À semelhança dos adversários, os campeões nacionais chegaram ao campeonato sem rodagem, mas com a lição bem estudada para defender o título conquistado ano passado.

-Para nós o jogo frente ao Maxaquene foi o primeiro da época, não conseguimos fazer jogos de controlo, a equipa ainda não tem o ritmo necessário, mas felizmente a nossa defesa tem estado concentrada.

Por isso, o técnico espanhol prefere dizer que “não sei o que podemos esperar, competimos pouco, temos muita ilusão, falta-nos rodagem”.

– Não somos fortes candidatos ao título. Nosso primeiro objectivo é passar entre os quatro primeiros, pensamos dia a dia, jogo a jogo, não renunciamos a nada, o que é bom hoje pode ser mau amanhã.

Defende que são muitos jogos em pouco tempo, “mas este ano temos mais três dias do que no passado. Preparamo-nos para defender o título, mas não sabemos o que vai acontecer porque viemos sem ritmo”.

Cometemos erros de competitividade

– César Mujui, técnico do Desportivo

O técnico principal do Desportivo, César, também definiu a qualificação às meias-finais como máxima prioridade, para, a partir daí, atacar o primeiro lugar.

A turma “alvi-negra” tem sido, de resto, uma das mais fortes na quadra, tendo perdido nos instantes finais contra o Ferroviário da Beira, no segundo jogo, depois de vitória tranquila sobre a Soprotecção de Quelimane na jornada inaugural.

César Mujui entende que o Desportivo deve melhorar no sector defensivo para atacar o título. “Vamos continuar a trabalhar, sobretudo a defesa, e o aspecto lançamento. Nesta primeira fase o objectivo é a qualificação, estamos dentro desse objectivo”.

Defende que seus jogadores têm estado num bom plano, considerando que “estão a começar uma prova depois de longa paragem, há erros de competitividade”.

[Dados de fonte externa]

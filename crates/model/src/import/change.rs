use crate::core::{identifiers::EntityId, key::IdentifierKey};
use serde::{Deserialize, Serialize};

/// One field/amount pair parsed from an incoming row.
#[derive(Debug, Clone, PartialEq, Serialize, Deserialize)]
pub struct IncomingAmount {
    pub field: String,
    pub amount: f64,
}

impl IncomingAmount {
    pub fn new(field: impl Into<String>, amount: f64) -> Self {
        IncomingAmount {
            field: field.into(),
            amount,
        }
    }
}

#[derive(Debug, Clone, Copy, PartialEq, Eq, Serialize, Deserialize)]
pub enum ChangeType {
    New,
    Updated,
    Unchanged,
}

/// One field-level difference between stored and incoming values.
#[derive(Debug, Clone, PartialEq, Serialize, Deserialize)]
pub struct ChangeRecord {
    pub field: String,
    pub old_value: Option<f64>,
    pub new_value: f64,
    pub change_type: ChangeType,
}

impl ChangeRecord {
    pub fn is_change(&self) -> bool {
        self.change_type != ChangeType::Unchanged
    }
}

/// Field-level diff of a matched entity.
#[derive(Debug, Clone, PartialEq, Serialize, Deserialize)]
pub struct EntityDiff {
    pub entity_id: EntityId,
    pub matched_by: Option<IdentifierKey>,
    pub changes: Vec<ChangeRecord>,
    /// Sum of incoming amounts minus sum of the entity's current amounts.
    pub aggregate_delta: f64,
}

impl EntityDiff {
    pub fn has_changes(&self) -> bool {
        self.changes.iter().any(ChangeRecord::is_change)
    }

    pub fn count(&self, change_type: ChangeType) -> usize {
        self.changes
            .iter()
            .filter(|c| c.change_type == change_type)
            .count()
    }
}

– O nível de competição é bom, pessoalmente fiquei surpreendido pelo nível de resposta que meus atletas deram no segundo jogo com o Ferroviário da Beira, que é uma equipa muito forte fisicamente, estivemos à frente do marcador e na ponta final não fomos felizes.

Marques Abdala apita 

para Jogos Olímpicos da Juventude

O árbitro internacional de basquetebol, Marques Abdala, deixa amanhã Maputo com destino a Gaborone, capital do Botswana, onde de 21 a 28 de Maio corrente vai dirigir partidas inseridas na fase de qualificação da Zona VI aos Jogos Olímpicos da Juventude agendados para próximo mês de Agosto, na China.

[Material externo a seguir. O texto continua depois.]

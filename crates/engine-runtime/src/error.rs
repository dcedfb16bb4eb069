use engine_core::error::ProgressError;
use engine_processing::error::{BatchError, SizingError};
use thiserror::Error;

/// Errors surfaced by the import orchestrator and pipeline.
#[derive(Debug, Error)]
pub enum ImportError {
    #[error("Unknown phase: {0}")]
    UnknownPhase(String),

    /// The phase list has no phase named after the importing stage.
    #[error("Phase list must declare the '{0}' phase")]
    MissingImportPhase(String),

    #[error("Cannot {action} while the import is {state}")]
    InvalidTransition { action: &'static str, state: String },

    #[error("Progress error: {0}")]
    Progress(#[from] ProgressError),

    #[error("Batch sizing error: {0}")]
    Sizing(#[from] SizingError),

    /// The batch handler failed outside per-item reporting.
    #[error("Batch processing aborted: {0}")]
    SchedulerFatal(BatchError),
}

No torneio regional, Moçambique será representado pela selecção feminina. Marques Abdala é o único juiz moçambicano nomeado pela FIBA-África para esta competição.

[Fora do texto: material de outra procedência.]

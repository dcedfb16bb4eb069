use crate::{
    error::ImportError,
    orchestrator::{IMPORTING, ImportOrchestrator, PARSING, VALIDATING},
    writer::{EntityWriter, WriteAck, WriterHandler},
};
use engine_core::metrics::MetricsSnapshot;
use engine_processing::{
    diff::DiffCalculator,
    reconcile::{Reconciler, index::EntityIndex, resolver::IdentityResolver},
};
use model::{
    import::{
        outcome::{ImportOutcome, RowDisposition},
        reconciliation::{ImportAction, ImportItem, ReconciliationResult, UnmatchedPolicy},
        warning::ImportWarning,
    },
    records::{entity::EntityRecord, row::SourceRow},
};
use std::collections::BTreeMap;
use tracing::{info, warn};

/// Knobs for row reconciliation.
#[derive(Debug, Clone, Default)]
pub struct PipelineOptions {
    pub resolver: IdentityResolver,
    pub diff: DiffCalculator,
    pub unmatched: UnmatchedPolicy,
}

/// Everything a finished (or cancelled) run produced.
#[derive(Debug, Clone)]
pub struct PipelineReport {
    pub outcome: ImportOutcome,
    pub warnings: Vec<ImportWarning>,
    pub errors: Vec<String>,
    /// Rows skipped because nothing changed.
    pub unchanged: usize,
    /// Stopped early on an item failure with `continue_on_error` disabled.
    pub halted: bool,
    pub metrics: MetricsSnapshot,
}

/// Read-only result of reconciling rows without writing anything.
#[derive(Debug, Clone, Default)]
pub struct PreviewReport {
    pub results: Vec<(usize, ReconciliationResult)>,
    pub invalid: Vec<(usize, String)>,
    pub warnings: Vec<ImportWarning>,
}

impl PreviewReport {
    pub fn count(&self, kind: &str) -> usize {
        self.results.iter().filter(|(_, r)| r.kind() == kind).count()
    }
}

/// Parsing, then validating, then importing, driven through an
/// [`ImportOrchestrator`].
pub struct ImportPipeline {
    orchestrator: ImportOrchestrator,
    options: PipelineOptions,
}

impl ImportPipeline {
    pub fn new(orchestrator: ImportOrchestrator, options: PipelineOptions) -> Self {
        ImportPipeline {
            orchestrator,
            options,
        }
    }

    pub fn orchestrator(&self) -> &ImportOrchestrator {
        &self.orchestrator
    }

    pub fn orchestrator_mut(&mut self) -> &mut ImportOrchestrator {
        &mut self.orchestrator
    }

    pub fn into_orchestrator(self) -> ImportOrchestrator {
        self.orchestrator
    }

    /// Reconciles rows against `entities` and reports what an import would do.
    pub fn preview(&self, rows: &[SourceRow], entities: Vec<EntityRecord>) -> PreviewReport {
        let index = EntityIndex::build(entities);
        let reconciler = reconciler(&self.options, &index);
        let mut report = PreviewReport::default();

        for row in rows {
            if let Err(reason) = self.check_row(row) {
                report.invalid.push((row.index(), reason));
                continue;
            }
            match reconciler.reconcile(row) {
                Ok(reconciled) => {
                    report.warnings.extend(reconciled.warnings);
                    report.results.push((reconciled.row_index, reconciled.result));
                }
                Err(err) => report.invalid.push((row.index(), err.to_string())),
            }
        }
        report
    }

    pub async fn run<W>(
        &mut self,
        rows: Vec<SourceRow>,
        entities: Vec<EntityRecord>,
        writer: &W,
    ) -> Result<PipelineReport, ImportError>
    where
        W: EntityWriter + ?Sized,
    {
        let mut outcome = ImportOutcome::default();
        let total_rows = rows.len();
        info!(
            import_id = %self.orchestrator.import_id(),
            rows = total_rows,
            entities = entities.len(),
            "Import started"
        );

        // Parsing
        if !self.enter(PARSING, "Checking rows", total_rows)? {
            outcome.pending_indices.extend(rows.iter().map(SourceRow::index));
            return Ok(self.finish_cancelled(outcome, 0));
        }
        let mut valid = Vec::with_capacity(total_rows);
        for (position, row) in rows.into_iter().enumerate() {
            match self.check_row(&row) {
                Ok(()) => valid.push(row),
                Err(reason) => {
                    self.orchestrator
                        .add_error(format!("row {}: {reason}", row.index()), 1);
                    outcome.record(row.index(), RowDisposition::Failed(reason));
                }
            }
            self.advance(position)?;
        }

        // Validating
        if self.orchestrator.is_cancelled()
            || !self.enter(VALIDATING, "Reconciling rows", valid.len())?
        {
            outcome.pending_indices.extend(valid.iter().map(SourceRow::index));
            return Ok(self.finish_cancelled(outcome, 0));
        }
        let index = EntityIndex::build(entities);
        for (key, value, count) in index.collisions() {
            warn!(key = %key, value = %value, entities = count, "Identifier shared by several entities");
        }

        let mut items = Vec::new();
        let mut unchanged = 0;
        {
            let options = self.options.clone();
            let reconciler = reconciler(&options, &index);
            for (position, row) in valid.iter().enumerate() {
                let reconciled = match reconciler.reconcile(row) {
                    Ok(reconciled) => reconciled,
                    Err(err) => {
                        let reason = err.to_string();
                        self.orchestrator
                            .add_error(format!("row {}: {reason}", row.index()), 1);
                        outcome.record(row.index(), RowDisposition::Failed(reason));
                        continue;
                    }
                };

                for warning in reconciled.warnings {
                    self.orchestrator.add_warning(warning);
                }

                match reconciled.result {
                    ReconciliationResult::NewEntity(preview) => items.push(ImportItem {
                        row_index: reconciled.row_index,
                        action: ImportAction::Create(preview),
                    }),
                    ReconciliationResult::UpdateEntity(diff) if diff.has_changes() => {
                        items.push(ImportItem {
                            row_index: reconciled.row_index,
                            action: ImportAction::Update(diff),
                        })
                    }
                    ReconciliationResult::UpdateEntity(_) => {
                        unchanged += 1;
                        outcome.record(reconciled.row_index, RowDisposition::Skipped);
                    }
                    ReconciliationResult::Unmatched(warning) => {
                        self.orchestrator.add_warning(warning);
                        outcome.record(reconciled.row_index, RowDisposition::Skipped);
                    }
                }

                self.advance(position)?;
            }
        }

        // Importing
        if self.orchestrator.is_cancelled()
            || !self.enter(IMPORTING, "Writing changes", items.len())?
        {
            outcome
                .pending_indices
                .extend(items.iter().map(|item| item.row_index));
            return Ok(self.finish_cancelled(outcome, unchanged));
        }
        let row_of: Vec<usize> = items.iter().map(|item| item.row_index).collect();
        let handler = WriterHandler::new(writer, self.orchestrator.import_id().clone());
        let results = self.orchestrator.process_batch(items, &handler).await?;

        let mut dispositions: BTreeMap<usize, RowDisposition> = BTreeMap::new();
        for success in results.results {
            let disposition = match success.value {
                WriteAck::Created(id) => RowDisposition::Created(id),
                WriteAck::Updated(id) => RowDisposition::Updated(id),
            };
            dispositions.insert(row_of[success.index], disposition);
        }
        for failure in results.errors {
            dispositions.insert(failure.item.row_index, RowDisposition::Failed(failure.error));
        }
        for (row_index, disposition) in dispositions {
            outcome.record(row_index, disposition);
        }
        outcome
            .pending_indices
            .extend(results.pending.map(|i| row_of[i]));
        outcome.cancelled = results.cancelled;

        if !results.cancelled && !results.errored {
            self.orchestrator.finish()?;
        }

        let mut report = self.report(outcome, unchanged);
        report.halted = results.errored;
        Ok(report)
    }

    /// Starts a phase; `false` when a cancel got there first.
    fn enter(&mut self, phase: &str, message: &str, total: usize) -> Result<bool, ImportError> {
        match self
            .orchestrator
            .start_phase(phase, Some(message), Some(total as u64))
        {
            Ok(()) => Ok(true),
            Err(ImportError::InvalidTransition { .. }) if self.orchestrator.is_cancelled() => {
                Ok(false)
            }
            Err(err) => Err(err),
        }
    }

    /// Marks row `position` of the active phase done.
    fn advance(&mut self, position: usize) -> Result<(), ImportError> {
        match self
            .orchestrator
            .update_phase_progress(position as u64 + 1, Some(position), None)
        {
            Err(ImportError::InvalidTransition { .. }) if self.orchestrator.is_cancelled() => {
                Ok(())
            }
            other => other,
        }
    }

    /// A row is importable when it carries an identifier and every amount parses.
    fn check_row(&self, row: &SourceRow) -> Result<(), String> {
        let resolver = &self.options.resolver;
        if !resolver.has_identifier(row) {
            return Err("row carries no identifier value".to_string());
        }
        row.amounts(resolver.columns()).map(|_| ()).map_err(|err| err.to_string())
    }

    fn finish_cancelled(&mut self, mut outcome: ImportOutcome, unchanged: usize) -> PipelineReport {
        self.orchestrator.cancel();
        outcome.cancelled = true;
        self.report(outcome, unchanged)
    }

    fn report(&self, outcome: ImportOutcome, unchanged: usize) -> PipelineReport {
        info!(
            import_id = %self.orchestrator.import_id(),
            created = outcome.created_ids.len(),
            updated = outcome.updated_ids.len(),
            skipped = outcome.skipped_indices.len(),
            failed = outcome.failed_count,
            pending = outcome.pending_indices.len(),
            cancelled = outcome.cancelled,
            "Import outcome assembled"
        );
        PipelineReport {
            outcome,
            warnings: self.orchestrator.warnings().to_vec(),
            errors: self.orchestrator.errors().to_vec(),
            unchanged,
            halted: false,
            metrics: self.orchestrator.metrics().snapshot(),
        }
    }
}

fn reconciler<'a>(options: &'a PipelineOptions, index: &'a EntityIndex) -> Reconciler<'a> {
    Reconciler::new(&options.resolver, index)
        .with_diff(options.diff)
        .with_unmatched_policy(options.unmatched)
}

A propósito, o árbitro disse esperar aprender mais de colegas doutros países, sempre com a responsabilidade de ser o único a representar Moçambique no torneio.

– É seguro que continuarei a aprender doutros. Mas devo dizer que Moçambique está num bom nível em África, somos dos melhores, temos talento e muito valor.

Marques Abdala é árbitro internacional desde Maio de 2013 e esta é a sua segunda nomeação pela FIBA, depois da estreia ano passado nos Jogos da Lusofonia, na Índia.